Saya mengambil telepon genggam lagi, dan mengetikkan beberapa buah kata. “Abdi, di sini hujan deras. Belum bisa jalan sekarang.”
“Yaaahhh..”
***
Saya tiba di lokasi sekitar pukul delapan malam, setelah menembus perjalanan malam yang dingin selepas hujan. Perjalanan tersebut diwarnai dengan susahnya menemukan tempat parkir sepeda motor di kawasan SCBD, dan setelah mengitarinya sebanyak tiga kali — sambil menoleh kanan dan kiri –, saya pun memutuskan untuk tidak melakukan tawaf, melainkan langsung memarkir sepeda motor di kawasan parkir Bursa Efek Jakarta, depan Pacific Place.
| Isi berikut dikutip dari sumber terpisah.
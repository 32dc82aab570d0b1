//! Password hashing: `bcrypt`, same choice `spec.md` names explicitly.
//! Deliberately slow — callers on the hot auth path should expect to block.

use anyhow::{Context, Result};

const COST: u32 = bcrypt::DEFAULT_COST;

pub fn hash(password: &str) -> Result<String> {
    bcrypt::hash(password, COST).context("bcrypt hashing failed")
}

pub fn verify(password: &str, hash: &str) -> bool {
    bcrypt::verify(password, hash).unwrap_or(false)
}

#[cfg(test)]
mod test {
    use super::*;

    #[test]
    fn hash_then_verify() {
        let h = hash("correct horse battery staple").unwrap();
        assert!(verify("correct horse battery staple", &h));
        assert!(!verify("wrong password", &h));
    }
}
//! `anchor status`

use anyhow::Result;
use clap::Parser;

use crate::client::status::status;
use crate::client::workspace::Workspace;

#[derive(Debug, Parser)]
pub struct Args {}

pub fn run(ws: &Workspace, _args: Args) -> Result<()> {
    let branch = ws.current_branch_name()?.unwrap_or_else(|| "HEAD (detached)".to_string());
    println!("On branch {branch}");

    let index = ws.load_index()?;
    let st = status(&ws.root, &index)?;

    if st.is_clean() {
        println!("nothing to commit, working tree clean");
        return Ok(());
    }
    if !st.modified.is_empty() {
        println!("Changes not staged for commit:");
        for path in &st.modified {
            println!("    modified: {path}");
        }
    }
    if !st.deleted.is_empty() {
        println!("Deleted:");
        for path in &st.deleted {
            println!("    deleted:  {path}");
        }
    }
    if !st.untracked.is_empty() {
        println!("Untracked files:");
        for path in &st.untracked {
            println!("    {path}");
        }
    }
    Ok(())
}
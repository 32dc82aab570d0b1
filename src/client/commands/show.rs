//! `anchor show [object]`

use anyhow::Result;
use clap::Parser;

use crate::client::diffrender::unified;
use crate::client::workspace::Workspace;
use crate::objects::{Tree, TreeDiff};

#[derive(Debug, Parser)]
pub struct Args {
    object: Option<String>,
}

pub fn run(ws: &Workspace, args: Args) -> Result<()> {
    let id = match args.object {
        Some(id) => id,
        None => ws
            .head_snapshot()?
            .ok_or_else(|| anyhow::anyhow!("HEAD has no commits yet"))?,
    };
    let snapshot = ws.store.get_snapshot(&id)?;
    let tree = ws.store.get_tree(&snapshot.root_tree)?;

    println!("snapshot {}", snapshot.snapshot_id);
    println!("Date:   {}", snapshot.timestamp);
    println!();
    for line in snapshot.message.lines() {
        println!("    {line}");
    }
    println!();

    let parent_tree = match &snapshot.parent {
        Some(parent_id) => ws.store.get_tree(&ws.store.get_snapshot(parent_id)?.root_tree)?,
        None => Tree::new(),
    };
    let diff = TreeDiff::between(&parent_tree, &tree);

    for path in &diff.added {
        let bytes = ws.store.get_blob(&tree.entries[path].id)?;
        print!("{}", unified(path, b"", &bytes));
    }
    for path in &diff.removed {
        let bytes = ws.store.get_blob(&parent_tree.entries[path].id)?;
        print!("{}", unified(path, &bytes, b""));
    }
    for path in &diff.modified {
        let old = ws.store.get_blob(&parent_tree.entries[path].id)?;
        let new = ws.store.get_blob(&tree.entries[path].id)?;
        print!("{}", unified(path, &old, &new));
    }
    Ok(())
}
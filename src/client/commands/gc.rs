//! `anchor gc` — a stub. Garbage collection of unreferenced objects is
//! unspecified; objects are write-once and tolerated if orphaned, so there
//! is nothing this command can safely reclaim today.

use anyhow::Result;
use clap::Parser;

use crate::client::workspace::Workspace;

#[derive(Debug, Parser)]
pub struct Args {}

pub fn run(_ws: &Workspace, _args: Args) -> Result<()> {
    println!("nothing to collect");
    Ok(())
}
//! The client's `logs/HEAD`: an append-only text log of ref updates, read in
//! reverse by `anchor reflog`. Line format matches the original byte for
//! byte: `"{old} {new} {timestamp}\t{message}\n"`.

use std::fs::OpenOptions;
use std::io::Write;

use anyhow::{Context, Result};
use camino::Utf8Path;

#[derive(Debug, Clone)]
pub struct ReflogEntry {
    pub old: String,
    pub new: String,
    pub timestamp: String,
    pub message: String,
}

pub fn append(path: &Utf8Path, old: &str, new: &str, message: &str) -> Result<()> {
    if let Some(parent) = path.parent() {
        std::fs::create_dir_all(parent)?;
    }
    let timestamp = chrono::Utc::now().to_rfc3339();
    let line = format!("{old} {new} {timestamp}\t{message}\n");

    let mut fh = OpenOptions::new()
        .append(true)
        .create(true)
        .open(path)
        .with_context(|| format!("Couldn't open {path}"))?;
    fh.write_all(line.as_bytes())?;
    Ok(())
}

/// Returns entries newest-first.
pub fn read_reversed(path: &Utf8Path) -> Result<Vec<ReflogEntry>> {
    let contents = match std::fs::read_to_string(path) {
        Ok(s) => s,
        Err(e) if e.kind() == std::io::ErrorKind::NotFound => return Ok(Vec::new()),
        Err(e) => return Err(e).with_context(|| format!("Couldn't read {path}")),
    };

    let mut entries = Vec::new();
    for line in contents.lines() {
        let Some((header, message)) = line.split_once('\t') else {
            continue;
        };
        let mut parts = header.splitn(3, ' ');
        let (Some(old), Some(new), Some(timestamp)) = (parts.next(), parts.next(), parts.next())
        else {
            continue;
        };
        entries.push(ReflogEntry {
            old: old.to_string(),
            new: new.to_string(),
            timestamp: timestamp.to_string(),
            message: message.to_string(),
        });
    }
    entries.reverse();
    Ok(entries)
}

#[cfg(test)]
mod test {
    use super::*;
    use camino::Utf8PathBuf;

    #[test]
    fn appends_and_reads_reversed() {
        let dir = tempfile::tempdir().unwrap();
        let path = Utf8PathBuf::from_path_buf(dir.path().join("logs/HEAD")).unwrap();

        append(&path, "", "s_1", "first").unwrap();
        append(&path, "s_1", "s_2", "second").unwrap();

        let entries = read_reversed(&path).unwrap();
        assert_eq!(entries.len(), 2);
        assert_eq!(entries[0].message, "second");
        assert_eq!(entries[1].message, "first");
    }
}
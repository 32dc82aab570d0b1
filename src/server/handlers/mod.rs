pub mod auth;
pub mod repos;
pub mod twofa;
pub mod users;
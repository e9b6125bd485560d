//! Intake Core - document-type classification and checklist completeness
//!
//! Maps free document text to known document-type labels, resolves the
//! legal process being attempted from the uploaded type set, and computes
//! required-vs-missing checklist status for that process.

pub mod catalog;
pub mod checklist;
pub mod classify;

pub use catalog::Process;
pub use checklist::{build_message, compare, ChecklistStatus};
pub use classify::{detect_document_types, detect_process};
use crate::patterns::DISALLOWED_JURISDICTION_RE;
use shared_types::{Issue, Severity};

/// Check for references to a disallowed jurisdiction (UAE federal courts
/// rather than ADGM)
pub fn check_jurisdiction(text_lower: &str, paragraph_index: usize) -> Vec<Issue> {
    let mut issues = Vec::new();

    if DISALLOWED_JURISDICTION_RE.is_match(text_lower) {
        issues.push(Issue {
            paragraph_index,
            issue: "Incorrect jurisdiction referenced (mentions UAE federal courts).".to_string(),
            severity: Severity::High,
            suggestion: "Replace with explicit ADGM jurisdiction clause, e.g. 'This agreement is \
                         governed by the laws of the Abu Dhabi Global Market (ADGM).'"
                .to_string(),
            citation: "ADGM Companies Regulations 2020, Art. 6 (example)".to_string(),
            alt_clause: Some(
                "This agreement is governed by the laws of the Abu Dhabi Global Market (ADGM), \
                 and the ADGM Courts shall have exclusive jurisdiction."
                    .to_string(),
            ),
            clause_type: None,
            confidence: None,
        });
    }

    issues
}

/// Check for a governing-law clause that never names ADGM
pub fn check_governing_law(text_lower: &str, paragraph_index: usize) -> Vec<Issue> {
    let mut issues = Vec::new();

    if text_lower.contains("governed by") && !text_lower.contains("adgm") {
        issues.push(Issue {
            paragraph_index,
            issue: "Governing law clause present but does not specify ADGM.".to_string(),
            severity: Severity::High,
            suggestion: "Modify governing law clause to explicitly reference ADGM jurisdiction."
                .to_string(),
            citation: "ADGM Companies Regulations 2020, Art. 6 (example)".to_string(),
            alt_clause: None,
            clause_type: None,
            confidence: None,
        });
    }

    issues
}

#[cfg(test)]
mod tests {
    use super::*;

    #[test]
    fn test_detects_uae_federal_courts() {
        let issues = check_jurisdiction("disputes are referred to the uae federal courts.", 0);
        assert_eq!(issues.len(), 1);
        assert_eq!(issues[0].severity, Severity::High);
        assert!(issues[0].issue.contains("UAE federal courts"));
    }

    #[test]
    fn test_accepts_adgm_jurisdiction() {
        let issues = check_jurisdiction("the adgm courts shall have exclusive jurisdiction.", 0);
        assert!(issues.is_empty());
    }

    #[test]
    fn test_governing_law_without_adgm() {
        let issues = check_governing_law("this agreement shall be governed by the laws of dubai.", 2);
        assert_eq!(issues.len(), 1);
        assert_eq!(issues[0].paragraph_index, 2);
        assert_eq!(issues[0].severity, Severity::High);
    }

    #[test]
    fn test_governing_law_with_adgm_is_clean() {
        let issues = check_governing_law("governed by the laws of the adgm.", 0);
        assert!(issues.is_empty());
    }

    #[test]
    fn test_no_governing_law_clause_is_clean() {
        let issues = check_governing_law("the consultant shall deliver monthly reports.", 0);
        assert!(issues.is_empty());
    }
}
Agak jauh ya, iya.
Di depan pintu studio, saya menemukan Alex dan Tasya sedang berbincang, sambil menghapalkan script yang telah diberikan sebelumnya. “Loh, kalian belum mulai?”
“Ya belum, ini lagi ngapalin script–nya.”
“Terus, sekarang giliran siapa?”
“Tuh, masih Ernest sekarang.”
“Umm, terus gue kapan dong?” Tanya saya, penasaran.
“Habis Ernest, terus Tasya, terus gue, terus Bena, terus Chika, dan elu terakhir.” Jelas Alex. “Yah, kira-kira … jam 2 pagi baru mulai lah.”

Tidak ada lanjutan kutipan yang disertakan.